Since you are going to die someday and, before that, might care for someone during their final days – a parent, partner, or other loved one – here is vital information this invaluable podcast covers.
1. The dying can often hear you.
When people have near-death experiences, in other words when people have died and come back, they often talk about what they heard. Often, they repeat conversations between loved ones or doctors. These are conversations they heard despite the fact that their hearts and brains had stopped working.
This is why medical professionals believe hearing is the last sense to go.

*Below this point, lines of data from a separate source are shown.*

//! The finder: a multi-column, path-addressable, asynchronously populated
//! navigation browser and its underlying state machine.
//!
//! One finder instance is shared across all top-level categories; a
//! [`FinderPath`] addresses where the user is, and selecting or refreshing a
//! path compiles one flow task per segment. Rendering and history are
//! collaborator seams ([`FinderView`], [`HistoryStore`]).

pub mod column;
pub mod context;
pub mod error;
#[allow(clippy::module_inception)]
pub mod finder;
pub mod history;
pub mod machine;
pub mod path;
pub mod registry;
pub mod view;

pub use column::{ColumnItem, FinderColumn, RefreshMode};
pub use context::{ContextListener, FinderContext};
pub use error::NavigationError;
pub use finder::{Finder, SelectOutcome, MAX_VISIBLE_COLUMNS};
pub use history::{HistoryEntry, HistoryStore, InMemoryHistory};
pub use machine::{FinderLifecycle, Lifecycle, LifecycleEvent};
pub use path::{FinderPath, FinderSegment, PathParseError};
pub use registry::{ColumnRegistry, ColumnSource};
pub use view::{FinderView, NullView};
use serde_json::Value;

/// Server process state reported through `response-headers`. A management
/// operation may leave the server needing a configuration reload or a full
/// restart before the change takes effect.
#[derive(Debug, Clone, Copy, PartialEq, Eq)]
pub enum ProcessState {
    Running,
    ReloadRequired,
    RestartRequired,
}

impl ProcessState {
    pub(crate) fn from_wire(value: &str) -> Self {
        match value {
            "reload-required" => ProcessState::ReloadRequired,
            "restart-required" => ProcessState::RestartRequired,
            _ => ProcessState::Running,
        }
    }
}

/// Result of one step inside a composite exchange.
#[derive(Debug, Clone)]
pub struct StepResult {
    result: Option<Value>,
    failure: Option<String>,
}

impl StepResult {
    pub(crate) fn success(result: Option<Value>) -> Self {
        Self {
            result,
            failure: None,
        }
    }

    pub(crate) fn failure(description: String) -> Self {
        Self {
            result: None,
            failure: Some(description),
        }
    }

    pub fn is_failure(&self) -> bool {
        self.failure.is_some()
    }

    pub fn result(&self) -> Option<&Value> {
        self.result.as_ref()
    }

    pub fn failure_description(&self) -> Option<&str> {
        self.failure.as_deref()
    }
}

/// Demultiplexed result of a composite: one entry per operation, in the
/// composite's order. A parsed composite may contain failing steps — logical
/// partial failure is representable and distinct from a transport failure.
#[derive(Debug, Clone)]
pub struct CompositeResult {
    steps: Vec<StepResult>,
}

impl CompositeResult {
    pub(crate) fn new(steps: Vec<StepResult>) -> Self {
        Self { steps }
    }

    pub fn len(&self) -> usize {
        self.steps.len()
    }

    pub fn is_empty(&self) -> bool {
        self.steps.is_empty()
    }

    pub fn step(&self, index: usize) -> Option<&StepResult> {
        self.steps.get(index)
    }

    pub fn steps(&self) -> impl Iterator<Item = &StepResult> {
        self.steps.iter()
    }

    /// True when no step reported a failure.
    pub fn all_succeeded(&self) -> bool {
        self.steps.iter().all(|step| !step.is_failure())
    }
}

impl<'a> IntoIterator for &'a CompositeResult {
    type Item = &'a StepResult;
    type IntoIter = std::slice::Iter<'a, StepResult>;

    fn into_iter(self) -> Self::IntoIter {
        self.steps.iter()
    }
}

So we talk to our dying relatives. It can sometimes make the caregiver feel better to read a poem, prayer, or just talk softly to the person. To fill up that silence with something meaningful. I encourage family members to say simple sentences, such as:
- “I love you.”
- “I’ll remember you.”
- “You’ve lived a good life.”
I also encourage relatives to repeat their names with these messages of love, so the dying person knows who’s speaking to them.
Many times hospice workers, doulas, and other deathwork professionals will suggest that you tell the person it’s okay to go when they’re ready. We can point to countless anecdotes where people die once loved ones give them permission.
2. Terminal agitation is common, but the cause is sometimes hard to find.
Terminal agitation is when a dying person seems anxious or restless at the end of life. This results in distressed behavior that can include:
- Tugging at IVs, bedsheets, or pajamas
What do these symptoms suggest? It’s hard to say. Hospice nurses, doctors, and doulas will often try to find out. For example, we get close to the person’s face and ask simple yes/no questions.
- Are you in pain?
- Do you have to pee?
- Do you have to poop?
- Are you uncomfortable?
We can sometimes, like in the podcast, investigate and try to figure it out ourselves. This is especially true if the dying person no longer speaks. In the podcast, Pattie Burnham put a catheter in, and that immediately provided relief for her patient.
3. Loved ones like to tell stories about the person who’s dying. This is called a life review.
Often, loved ones will tell stories about the person who’s dying. They’ll talk about the person’s childhood, when they met, or what they were like as a parent. There’s this real sense of wanting us to see that the dying person in the bed was fully alive once.
Some life reviews are simple with stories that help convey the life this person has led. The tales feel wistful and tender. Other life reviews are dark.
“Not every death is the end of a well-lived life,” says This American Life producer Nancy Updike.
How to help those people? Listen. Look them in the eye and make sure they feel heard. Sometimes that’s all we can do, and it’s more than enough.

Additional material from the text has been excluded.